Data Grid

insurtech

Enterprise Data Grid Standardization
Scaling B2B Data Manipulation for High-Volume Workflows
Date: 2023 - 2024
Role: Director of Design
Executive Summary
Problem: Our existing design system was geared towards consumer-centric apps and failed to support complex B2B datasets. Users struggled to manage data grids exceeding 100,000 rows due to hidden UX affordances, inefficient boolean logic, and rigid view customization.

Action: I led the design of a new, standardized data grid filter and view module. We bypassed the limitations of "out-of-the-box" solutions by splitting filtering and settings into distinct, high-visibility features and expanding the logic system to handle complex categorical data.
Results
• Scalability: Enabled complex boolean search queries across 100k+ rows and 20+ columns.
• Standardization: The module became the official UI standard for all data grid designs across the company's product suite.
• ​​​​​​​Efficiency: Improved table functions discovery by moving hidden column-level actions to a centralized global table control.
Context & Strategic Objective
The core issue was a "consumer-centric" design system being forced into a "B2B" environment. The default MUI X Data Grid required users to perform repetitive actions for simple filters and provided no clear visual affordance for customization.
Strategic Mandate
1. Centralize Control: Move table customization from individual headers to a permanent, global UI affordance.
2. Advanced Logic: Create "intra-condition" boolean operators to allow sophisticated filtering of categorical data (e.g., "and & not" logic).
3. View Persistence: Enable users to "freeze" columns and customize layouts without scrolling, solving for density and screen real estate.
4. User Empowerment: Enable “Home Office Users” (an admin like user persona in the Life & Annuity industry) to efficiently and quickly create and access data subsets in our LifetimeAGENT product.
Solution Architecture
I directed the team to move away from "hover-based" interactions toward a more robust, situational UI/UX framework.
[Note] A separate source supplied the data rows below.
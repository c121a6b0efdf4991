//! JavaScript bindings for the placement engine.
//!
//! Every function takes and returns plain JS objects (via
//! `serde-wasm-bindgen`). Field names follow the Rust types and are
//! snake_case throughout, nested individuals and criteria included, so the
//! same objects match a session snapshot.

use std::collections::HashMap;

use serde::{Deserialize, Serialize};
use wasm_bindgen::prelude::*;

use crate::grouping::{
    place_new_individual, Group, GroupingRunner, PairConstraints, PlacementConfig, PlacementMode,
};
use crate::meters::{compute_meters, MeterThresholds};
use crate::roster::{Criterion, Individual, IndividualId, Roster};
use crate::scoring::{composite_score, ScoreCache};

#[derive(Deserialize)]
struct GroupRosterInput {
    ids: Vec<IndividualId>,
    individuals: HashMap<IndividualId, Individual>,
    group_count: usize,
    criteria: Vec<Criterion>,
    #[serde(default)]
    together: Vec<(IndividualId, IndividualId)>,
    #[serde(default)]
    apart: Vec<(IndividualId, IndividualId)>,
    #[serde(default)]
    group_names: Vec<Option<String>>,
    #[serde(default)]
    mode: PlacementMode,
}

#[derive(Deserialize)]
struct MetersInput {
    group: Group,
    individuals: HashMap<IndividualId, Individual>,
    criteria: Vec<Criterion>,
    ids: Vec<IndividualId>,
    #[serde(default)]
    thresholds: Option<MeterThresholds>,
}

#[derive(Deserialize)]
struct PlaceNewInput {
    new_id: IndividualId,
    groups: Vec<Group>,
    individuals: HashMap<IndividualId, Individual>,
    criteria: Vec<Criterion>,
    #[serde(default)]
    mode: PlacementMode,
}

#[derive(Serialize)]
struct GroupRosterOutput {
    groups: Vec<Group>,
    capacities: Vec<usize>,
}

/// Builds a roster in `ids` order. Ids without a record become blank
/// individuals that score zero.
fn roster_from(ids: &[IndividualId], mut individuals: HashMap<IndividualId, Individual>) -> Roster {
    Roster::from_individuals(ids.iter().map(|id| {
        let mut ind = individuals.remove(id).unwrap_or_default();
        ind.id = id.clone();
        ind
    }))
}

/// Roster order for lookups that do not depend on it.
fn roster_from_map(individuals: HashMap<IndividualId, Individual>) -> Roster {
    let mut ids: Vec<IndividualId> = individuals.keys().cloned().collect();
    ids.sort();
    roster_from(&ids, individuals)
}

#[wasm_bindgen(js_name = computeScore)]
pub fn compute_score(individual: JsValue, criteria: JsValue) -> Result<f64, JsValue> {
    let individual: Individual = serde_wasm_bindgen::from_value(individual)?;
    let criteria: Vec<Criterion> = serde_wasm_bindgen::from_value(criteria)?;
    Ok(composite_score(&individual, &criteria))
}

#[wasm_bindgen(js_name = groupRoster)]
pub fn group_roster(input: JsValue) -> Result<JsValue, JsValue> {
    let input: GroupRosterInput = serde_wasm_bindgen::from_value(input)?;
    let roster = roster_from(&input.ids, input.individuals);
    let config = PlacementConfig::default()
        .with_group_count(input.group_count)
        .with_mode(input.mode)
        .with_group_names(input.group_names);
    let constraints = PairConstraints {
        together: input.together,
        apart: input.apart,
    };
    let result = GroupingRunner::run(
        &roster,
        &input.criteria,
        &constraints,
        &config,
        &mut ScoreCache::new(),
    );
    let output = GroupRosterOutput {
        groups: result.groups,
        capacities: result.capacities,
    };
    Ok(serde_wasm_bindgen::to_value(&output)?)
}

#[wasm_bindgen(js_name = computeMeters)]
pub fn compute_group_meters(input: JsValue) -> Result<JsValue, JsValue> {
    let input: MetersInput = serde_wasm_bindgen::from_value(input)?;
    let roster = roster_from(&input.ids, input.individuals);
    let meters = compute_meters(
        &input.group,
        &roster,
        &input.criteria,
        &input.ids,
        &input.thresholds.unwrap_or_default(),
    );
    Ok(serde_wasm_bindgen::to_value(&meters)?)
}

/// Returns the chosen group index, or `undefined` when there are no groups.
#[wasm_bindgen(js_name = placeNewIndividual)]
pub fn place_new(input: JsValue) -> Result<Option<usize>, JsValue> {
    let input: PlaceNewInput = serde_wasm_bindgen::from_value(input)?;
    let roster = roster_from_map(input.individuals);
    Ok(place_new_individual(
        &input.new_id,
        &input.groups,
        &roster,
        &input.criteria,
        &input.mode,
        &mut ScoreCache::new(),
    ))
}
Feature Splitting: We separated "Filters" from "Settings" to reduce cognitive load, housing them in a standardized accordion UI above the table.

Input Optimization: We implemented a tiered input strategy: chips for small data sets, multi-select for large sets, and ranges for monetary/date values.
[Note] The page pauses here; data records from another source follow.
//! Meter and display statistic types.

/// Qualitative band of a group's deviation from the roster average.
#[derive(Debug, Clone, Copy, PartialEq, Eq, Hash)]
#[cfg_attr(feature = "serde", derive(serde::Serialize, serde::Deserialize))]
pub enum MeterLevel {
    FarBelow,
    Below,
    Balanced,
    Above,
}

impl MeterLevel {
    /// Display label.
    pub fn label(&self) -> &'static str {
        match self {
            MeterLevel::FarBelow => "Far Below Average",
            MeterLevel::Below => "Below Average",
            MeterLevel::Balanced => "Balanced",
            MeterLevel::Above => "Above Average",
        }
    }

    /// Classifies a signed deviation and its percentage of the roster
    /// average.
    pub fn classify(deviation: f64, deviation_pct: f64, thresholds: &MeterThresholds) -> Self {
        if deviation < 0.0 {
            if deviation_pct <= -thresholds.far_below {
                MeterLevel::FarBelow
            } else if deviation_pct <= -thresholds.below {
                MeterLevel::Below
            } else {
                MeterLevel::Balanced
            }
        } else if deviation > 0.0 && deviation_pct >= thresholds.above {
            MeterLevel::Above
        } else {
            MeterLevel::Balanced
        }
    }
}

/// Percentage thresholds separating the meter levels.
///
/// Deviations are expressed as a percentage of the roster average.
#[derive(Debug, Clone, Copy, PartialEq)]
#[cfg_attr(feature = "serde", derive(serde::Serialize, serde::Deserialize))]
pub struct MeterThresholds {
    /// At or beyond this many percent below: far below.
    pub far_below: f64,
    /// At or beyond this many percent below (short of `far_below`): below.
    pub below: f64,
    /// At or beyond this many percent above: above.
    pub above: f64,
}

impl Default for MeterThresholds {
    fn default() -> Self {
        Self {
            far_below: 15.0,
            below: 10.0,
            above: 10.0,
        }
    }
}

impl MeterThresholds {
    pub fn with_far_below(mut self, pct: f64) -> Self {
        self.far_below = pct;
        self
    }

    pub fn with_below(mut self, pct: f64) -> Self {
        self.below = pct;
        self
    }

    pub fn with_above(mut self, pct: f64) -> Self {
        self.above = pct;
        self
    }

    /// Validates the thresholds.
    pub fn validate(&self) -> Result<(), String> {
        for (name, value) in [
            ("far_below", self.far_below),
            ("below", self.below),
            ("above", self.above),
        ] {
            if !(value.is_finite() && value >= 0.0) {
                return Err(format!("{name} must be a non-negative percentage"));
            }
        }
        if self.far_below < self.below {
            return Err("far_below must be at least below".into());
        }
        Ok(())
    }
}

/// One group's standing on one criterion.
#[derive(Debug, Clone, PartialEq)]
#[cfg_attr(feature = "serde", derive(serde::Serialize, serde::Deserialize))]
pub struct Meter {
    /// Criterion label.
    pub label: String,

    /// Mean raw value over the group's non-excluded members.
    pub average: f64,

    /// `average` as a percentage of the criterion maximum, clamped to 0–100.
    pub percent_of_max: f64,

    /// Mean raw value over the whole roster (non-excluded only).
    pub roster_average: f64,

    /// `average - roster_average`.
    pub deviation: f64,

    /// `deviation` as a percentage of the roster average (1 when that is 0).
    pub deviation_pct: f64,

    pub level: MeterLevel,
}

/// Size and gender composition of one group.
#[derive(Debug, Clone, Copy, PartialEq, Eq, Default)]
#[cfg_attr(feature = "serde", derive(serde::Serialize, serde::Deserialize))]
pub struct GroupStats {
    pub size: usize,
    pub male: usize,
    pub female: usize,
}

/// Display order for a group's members.
#[derive(Debug, Clone, Copy, PartialEq, Eq, Default)]
#[cfg_attr(feature = "serde", derive(serde::Serialize, serde::Deserialize))]
pub enum MemberOrder {
    /// Composite score, highest first.
    #[default]
    CompositeHigh,
    /// Composite score, lowest first.
    CompositeLow,
    LastName,
    FirstName,
    FullName,
}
Density vs. Clarity: In the "Settings" panel, we used standardized icons for column freezing and visibility to maximize the space available for actual data labels.

Integration & Adaptation: Once Design, Product Management and Engineering were in agreement we canonized our custom created components in our design system, after which Engineering added the feature to all data grids in LifetimeAGENT.
The Messy Middle
Strategic design requires knowing what to cut to ensure delivery.

Strategic Trade-off: During development, we made the decision to descope "Data Grid Profiles" (the ability to save/load custom data grid views). While valuable, we prioritized getting the foundational filtering logic and UI components into the design system first. We intentionally designed the architecture to be "profile-ready" so the feature could be added later without a total refactor.

UI Friction: The "Settings" panel proved difficult to design. We initially explored advanced content sorting but realized it would clutter the UI and compete with column labels. We scrapped the option to freeze a column on the left-side entirely, after user research suggested it wasn't valued by users. I made the call to keep Settings simple and move complex logic entirely into the Filter module.
Quantitative & Qualitative Impact
The success of this initiative was measured by its immediate adoption as a global component.

Organizational Adoption: 100% of new and existing data-heavy table components now utilize this standardized UI/UX module.

Logic Expansion: Users can now manipulate categorical data entries using a single filter which previously required 1+ separate boolean steps (1 filter per category).

Improved QA: Canonizing these functions into the design system library reduced the volume of "custom table" defects reported by Engineering.

Improved Time-To-Task: The filter and settings UI/UX redesign removed the friction associated with creating fine grain data subsets in datasets of 100K+ rows.
Retrospective & Next Horizon
This project reinforced the need for B2B-specific patterns that prioritize high-density utility over consumer "simplicity."

Key Learnings: We used MUI as our jumping off point in creating our proprietary sureUI design system. While doing so provided us a great head start, it requires a Director-level eye to spot where the framework's "consumer" DNA fails an "enterprise" user.​​​​​​​

Next Horizon: The next phase is to re-introduce the “Data Grid Profiles”. Now that the UI components are stable, we can layer on the saved-view functionality to help power users access their most frequently used data subsets and table views with one click.